Ta aktualna sprawa kobiet pojawiła się w ostatnim czasie, więc Tusk to chętnie wykorzystał. To, że pozwoli mu to trochę odebrać elektoratu lewicowego, który będzie usatysfakcjonowany jego deklaracjami, to myślę, że to się dzieje przy okazji, a nie ma to bezpośredniego celu przejęcia tejże agendy lewicowej.
Następnego dnia po wiecu Tuska w Poznaniu, Rafał Trzaskowski otwierał u siebie tzw. Paradę Równości. Przekonywał, że „Warszawa jest uśmiechnięta, że Warszawa jest tolerancyjna”. Wydaje się, że to bliżej jego autentycznego poglądu, choć trzeba jednocześnie przyznać, że marsze LGBT kojarzą się bardziej z Lewicą i na przykład Robertem Biedroniem. Czy Trzaskowski coś tu ugra?
Rafał Trzaskowski dużo stracił, gdy nie wykazał się odpowiednio w czasie Strajku Kobiet i wydaje mi się, że teraz próbuje za wszelką cenę to odrabiać. Z jednej strony wpisuje się to w jego wrażliwość polityczną, z drugiej strony jest to też dla niego politycznie wygodne – wystarczy w Warszawie dać pieniądze dla kilku organizacji, stworzyć jakiś hostel dla ludzi niby wykluczonych ze względów na różnice w orientacji seksualnej, wypuścić tęczowy tramwaj. Agenda jest wtedy zaliczona i można krzyczeć, że jest się otwartym miastem, w którym to wszystkim gejom i osobom LGBT żyje się bardzo dobrze i w przyjaznej atmosferze.
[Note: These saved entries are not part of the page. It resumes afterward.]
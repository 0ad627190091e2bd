//! References from an update to schedule entities.

use chrono::NaiveDate;
use serde::{Deserialize, Serialize};

use crate::domain::{Direction, FeedScopedId};

/// Whether a trip may be found by fuzzy matching when its id is missing or
/// unknown.
#[derive(Debug, Clone, Copy, PartialEq, Eq, Hash, Default, Serialize, Deserialize)]
#[serde(rename_all = "SCREAMING_SNAKE_CASE")]
pub enum FuzzyMatchingHint {
    #[default]
    ExactMatchRequired,
    FuzzyMatchAllowed,
}

/// Everything an update says about which trip it refers to.
///
/// Producers fill in whatever their protocol provides, so any field may be
/// missing. Resolution prefers `trip_id`, then `trip_on_service_date_id`,
/// then fuzzy matching on the remaining fields.
#[derive(Debug, Clone, PartialEq, Eq, Default, Serialize, Deserialize)]
#[serde(rename_all = "camelCase", default)]
pub struct TripReference {
    pub trip_id: Option<FeedScopedId>,
    /// Dated trip (trip bound to a service date).
    pub trip_on_service_date_id: Option<FeedScopedId>,
    pub route_id: Option<FeedScopedId>,
    /// Scheduled first departure, `HH:MM:SS` since start of service.
    pub start_time: Option<String>,
    pub start_date: Option<NaiveDate>,
    pub direction: Option<Direction>,
    pub vehicle_ref: Option<String>,
    pub line_ref: Option<String>,
    pub internal_planning_code: Option<String>,
    pub fuzzy_matching: FuzzyMatchingHint,
}

impl TripReference {
    /// Reference a trip by id only.
    pub fn by_trip_id(trip_id: FeedScopedId) -> Self {
        Self {
            trip_id: Some(trip_id),
            ..Self::default()
        }
    }

    /// True if fuzzy matching may be attempted.
    pub fn allows_fuzzy_matching(&self) -> bool {
        self.fuzzy_matching == FuzzyMatchingHint::FuzzyMatchAllowed
    }

    /// Planning code for rail matching: the explicit code, else the
    /// vehicle reference.
    pub fn planning_code(&self) -> Option<&str> {
        self.internal_planning_code
            .as_deref()
            .or(self.vehicle_ref.as_deref())
    }
}

/// How a stop reference's id is looked up.
#[derive(Debug, Clone, Copy, PartialEq, Eq, Hash, Default, Serialize, Deserialize)]
#[serde(rename_all = "SCREAMING_SNAKE_CASE")]
pub enum StopResolutionStrategy {
    /// The id is a stop id.
    #[default]
    Direct,
    /// The id is tried as a scheduled stop point first, then as a stop id.
    ScheduledStopPointFirst,
}

/// A reference to a stop.
///
/// `assigned_stop_id` is the platform or quay actually used, where the
/// producer distinguishes it from the planned stop; it takes precedence.
#[derive(Debug, Clone, PartialEq, Eq, Hash, Default, Serialize, Deserialize)]
#[serde(rename_all = "camelCase", default)]
pub struct StopReference {
    pub stop_id: Option<FeedScopedId>,
    pub assigned_stop_id: Option<FeedScopedId>,
    pub resolution: StopResolutionStrategy,
}

impl StopReference {
    pub fn of_stop(stop_id: FeedScopedId) -> Self {
        Self {
            stop_id: Some(stop_id),
            ..Self::default()
        }
    }

    /// The id to resolve: assigned stop if present, else the stop.
    pub fn primary_id(&self) -> Option<&FeedScopedId> {
        self.assigned_stop_id.as_ref().or(self.stop_id.as_ref())
    }

    /// True if the reference names no stop at all.
    pub fn is_empty(&self) -> bool {
        self.primary_id().is_none()
    }
}
/// Find or create the route of an added trip. The flag is true if the
/// route must be registered with the trip.
fn resolve_route(
    creation: &TripCreationInfo,
    ctx: &UpdateContext<'_>,
    options: &TripUpdateOptions,
) -> Result<(Arc<Route>, bool), UpdateError> {
    if let Some(route_id) = &creation.route_id {
        if let Some(route) = ctx.schedule.route(route_id) {
            return Ok((Arc::clone(route), false));
        }
        if let Some(route) = ctx.buffer.added_route(route_id) {
            // Added routes are registered again so every snapshot carries them
            let reregister = options.route_creation == RouteCreation::FallbackAgency;
            return Ok((Arc::clone(route), reregister));
        }
    }

    let route_id = creation
        .route_id
        .clone()
        .unwrap_or_else(|| creation.trip_id.clone());
    let info = creation.route.as_ref();
    let known_agency = info
        .and_then(|i| i.agency_id.as_ref())
        .and_then(|id| ctx.schedule.agency(id))
        .cloned();

    let agency = match options.route_creation {
        RouteCreation::RequireAgency => known_agency
            .or_else(|| operator_agency(creation, ctx))
            .or_else(|| {
                creation
                    .replaced_route_id
                    .as_ref()
                    .and_then(|id| ctx.schedule.route(id))
                    .map(|r| Arc::clone(&r.agency))
            })
            .ok_or_else(|| {
                debug!(trip = %creation.trip_id, "No agency for added route");
                UpdateError::for_trip(&creation.trip_id, UpdateErrorKind::CannotResolveAgency)
            })?,
        RouteCreation::FallbackAgency => match known_agency {
            Some(agency) => agency,
            None => Arc::new(fallback_agency(ctx, &creation.trip_id)?),
        },
    };

    let mode = info
        .and_then(|i| i.mode)
        .or(creation.mode)
        .unwrap_or(TransitMode::Bus);
    let mut route = Route::new(route_id, agency, mode);
    route.operator_id = creation.operator_id.clone();
    route.submode = creation.submode.clone();
    match info {
        Some(info) => {
            route.long_name = info.name.clone();
            route.url = info.url.clone();
            route.gtfs_type = info.gtfs_type;
        }
        None => route.gtfs_type = Some(GTFS_BUS),
    }
    debug!(route = %route.id, agency = %route.agency.id, "Created route for added trip");
    Ok((Arc::new(route), true))
}
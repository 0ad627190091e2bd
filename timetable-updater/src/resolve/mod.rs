//! Turning references in an update into schedule entities.
//!
//! Resolution is pure: it reads the static schedule and the working
//! buffer and never changes either. Each update type gets a resolved
//! bundle holding only what its handler needs.

mod existing;
mod new_trip;
mod removal;
mod service_date;
mod stop;
mod trip;

pub use existing::{ResolvedExistingTrip, resolve_existing};
pub use new_trip::{PreviouslyAddedTrip, ResolvedNewTrip, resolve_new_trip};
pub use removal::{ResolvedTripRemoval, ScheduledRemoval, resolve_removal};
pub use service_date::resolve_service_date;
pub use stop::{ResolvedStopTimeUpdate, resolve_stop};
pub use trip::resolve_trip;
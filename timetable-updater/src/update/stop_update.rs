//! Per-stop updates.

use serde::{Deserialize, Serialize};

use crate::domain::{OccupancyStatus, PickDrop};

use super::{ParsedTimeUpdate, StopReference};

/// What the producer says about a stop.
#[derive(Debug, Clone, Copy, PartialEq, Eq, Hash, Default, Serialize, Deserialize)]
#[serde(rename_all = "SCREAMING_SNAKE_CASE")]
pub enum StopUpdateStatus {
    #[default]
    Scheduled,
    Skipped,
    Cancelled,
    /// No real-time data for this stop.
    NoData,
    /// Stop added to the trip.
    Added,
}

/// Explicit position of a stop update within the trip.
#[derive(Debug, Clone, Copy, PartialEq, Eq, Hash, Serialize, Deserialize)]
#[serde(rename_all = "camelCase")]
pub enum StopSequence {
    /// Zero-based index into the trip's stop pattern.
    Position(usize),
    /// Which visit to the stop this is, starting at 1. Disambiguates loops.
    VisitNumber(u32),
}

/// An update for one stop of a trip.
#[derive(Debug, Clone, PartialEq, Eq, Default, Serialize, Deserialize)]
#[serde(rename_all = "camelCase", default)]
pub struct ParsedStopTimeUpdate {
    pub stop: StopReference,
    pub sequence: Option<StopSequence>,
    pub status: StopUpdateStatus,
    pub arrival: Option<ParsedTimeUpdate>,
    pub departure: Option<ParsedTimeUpdate>,
    pub pickup: Option<PickDrop>,
    pub dropoff: Option<PickDrop>,
    pub headsign: Option<String>,
    pub occupancy: Option<OccupancyStatus>,
    /// Stop not present in the original schedule of the trip.
    pub extra_call: bool,
    pub prediction_inaccurate: bool,
    /// Times are observed rather than predicted.
    pub recorded: bool,
}

impl ParsedStopTimeUpdate {
    /// An update for a stop, with everything else unset.
    pub fn for_stop(stop: StopReference) -> Self {
        Self {
            stop,
            ..Self::default()
        }
    }

    /// True if the vehicle will not serve the stop.
    pub fn is_skipped(&self) -> bool {
        matches!(
            self.status,
            StopUpdateStatus::Skipped | StopUpdateStatus::Cancelled
        )
    }

    /// The zero-based position, if one was given.
    pub fn position(&self) -> Option<usize> {
        match self.sequence {
            Some(StopSequence::Position(p)) => Some(p),
            _ => None,
        }
    }
}

#[cfg(test)]
mod tests {
    use super::*;

    #[test]
    fn skipped_statuses() {
        let mut update = ParsedStopTimeUpdate::default();
        assert!(!update.is_skipped());
        update.status = StopUpdateStatus::Skipped;
        assert!(update.is_skipped());
        update.status = StopUpdateStatus::Cancelled;
        assert!(update.is_skipped());
        update.status = StopUpdateStatus::NoData;
        assert!(!update.is_skipped());
    }

    #[test]
    fn position_only_for_positional_sequence() {
        let mut update = ParsedStopTimeUpdate::default();
        assert_eq!(update.position(), None);
        update.sequence = Some(StopSequence::VisitNumber(2));
        assert_eq!(update.position(), None);
        update.sequence = Some(StopSequence::Position(3));
        assert_eq!(update.position(), Some(3));
    }

    #[test]
    fn deserialize() {
        let update: ParsedStopTimeUpdate = serde_json::from_str(
            r#"{
                "stop": { "stopId": "F:B" },
                "sequence": { "position": 1 },
                "status": "SKIPPED",
                "arrival": { "resolved": { "delay": 60 } },
                "extraCall": true
            }"#,
        )
        .unwrap();
        assert!(update.is_skipped());
        assert!(update.extra_call);
        assert_eq!(update.position(), Some(1));
        assert!(update.departure.is_none());
    }
}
Jest to puszczanie oka w stronę elektoratu lewicowego, lecz to chyba nadal za mało, zwłaszcza że teraz Lewica, głównie za sprawą Adriana Zandberga, uznała jednak postulaty społeczne za równie ważne, jak te obyczajowe. A tutaj, poza jakimiś pomysłami dotyczącymi prawa do mieszkania i werbalnymi deklaracjami, Platforma Obywatelska, Donald Tusk osobiście i Rafał Trzaskowski nie formułują jakichś rozwiązań, które mogłyby być tak w stu procentach atrakcyjne dla tego elektoratu.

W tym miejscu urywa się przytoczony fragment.